• **The data**

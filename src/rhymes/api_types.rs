//! Wire types for the Datamuse words API.

use serde::Deserialize;

/// One candidate from `GET /words?rel_rhy=<word>`.
#[derive(Debug, Clone, Deserialize, PartialEq)]
pub struct ApiWord {
  pub word: String,
  /// Relevance; absent for some low-ranked results
  #[serde(default)]
  pub score: u64,
  #[serde(rename = "numSyllables")]
  pub num_syllables: Option<u32>,
}
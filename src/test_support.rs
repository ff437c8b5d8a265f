//! Loopback HTTP server for exercising the API clients in tests.

use tokio::io::{AsyncReadExt, AsyncWriteExt};
use tokio::net::TcpListener;
use tokio::task::JoinHandle;

/// Serve exactly one HTTP response on a random local port.
///
/// Returns the base URL and a handle resolving to the raw request text.
pub async fn serve_once(status: &'static str, body: impl Into<String>) -> (String, JoinHandle<String>) {
  let body = body.into();
  let listener = TcpListener::bind("127.0.0.1:0").await.unwrap();
  let addr = listener.local_addr().unwrap();

  let handle = tokio::spawn(async move {
    let (mut socket, _) = listener.accept().await.unwrap();
    let request = read_request(&mut socket).await;

    let response = format!(
      "HTTP/1.1 {status}\r\nContent-Type: application/json\r\nContent-Length: {}\r\nConnection: close\r\n\r\n{body}",
      body.len()
    );
    socket.write_all(response.as_bytes()).await.unwrap();
    socket.shutdown().await.ok();
    request
  });

  (format!("http://{addr}"), handle)
}

async fn read_request(socket: &mut tokio::net::TcpStream) -> String {
  let mut buf = Vec::new();
  let mut chunk = [0u8; 4096];

  loop {
    let n = socket.read(&mut chunk).await.unwrap();
    if n == 0 {
      break;
    }
    buf.extend_from_slice(&chunk[..n]);

    let text = String::from_utf8_lossy(&buf);
    if let Some(header_end) = text.find("\r\n\r\n") {
      let content_length = text[..header_end]
        .lines()
        .find_map(|line| {
          let (name, value) = line.split_once(':')?;
          name
            .eq_ignore_ascii_case("content-length")
            .then(|| value.trim().parse::<usize>().ok())
            .flatten()
        })
        .unwrap_or(0);
      if buf.len() >= header_end + 4 + content_length {
        break;
      }
    }
  }

  String::from_utf8_lossy(&buf).into_owned()
}
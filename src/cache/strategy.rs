//! Query normalization and key derivation.

use serde::Deserialize;

use super::error::LookupError;

/// Message returned for queries rejected by [`Normalizer::Letters`].
pub const INVALID_WORD: &str = "Please provide a valid word";

/// How a raw query is cleaned up before lookup.
#[derive(Debug, Clone, Copy, Default, PartialEq, Eq, Deserialize)]
#[serde(rename_all = "lowercase")]
pub enum Normalizer {
  /// Trim surrounding whitespace; reject empty input
  #[default]
  Trim,
  /// Trim, then accept only ASCII letters and whitespace
  Letters,
}

impl Normalizer {
  pub fn normalize(&self, query: &str) -> Result<String, LookupError> {
    let trimmed = query.trim();
    match self {
      Normalizer::Trim => {
        if trimmed.is_empty() {
          return Err(LookupError::Validation("Please provide a value".to_string()));
        }
      }
      Normalizer::Letters => {
        let textual = trimmed
          .chars()
          .all(|c| c.is_ascii_alphabetic() || c.is_whitespace());
        if trimmed.is_empty() || !textual {
          return Err(LookupError::Validation(INVALID_WORD.to_string()));
        }
      }
    }
    Ok(trimmed.to_string())
  }
}

/// How a lookup key is derived from a normalized query.
#[derive(Debug, Clone, Copy, PartialEq, Eq)]
pub enum KeyStrategy {
  /// The whole query, lowercased
  Exact,
  /// The last `len` characters, lowercased (the whole query if shorter)
  Suffix { len: usize },
}

impl KeyStrategy {
  pub fn derive_key(&self, normalized: &str) -> String {
    let lowered = normalized.to_lowercase();
    match *self {
      KeyStrategy::Exact => lowered,
      KeyStrategy::Suffix { len } => suffix(&lowered, len).to_string(),
    }
  }
}

/// Last `len` characters of `s`, respecting char boundaries.
pub fn suffix(s: &str, len: usize) -> &str {
  let count = s.chars().count();
  if count <= len {
    return s;
  }
  let start = s
    .char_indices()
    .nth(count - len)
    .map(|(idx, _)| idx)
    .unwrap_or(0);
  &s[start..]
}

• **Assigned task**
Would you please copy every line from the listing above that contains the word "whole"?

• **Expected answer**
  /// The whole query, lowercased
  /// The last `len` characters, lowercased (the whole query if shorter)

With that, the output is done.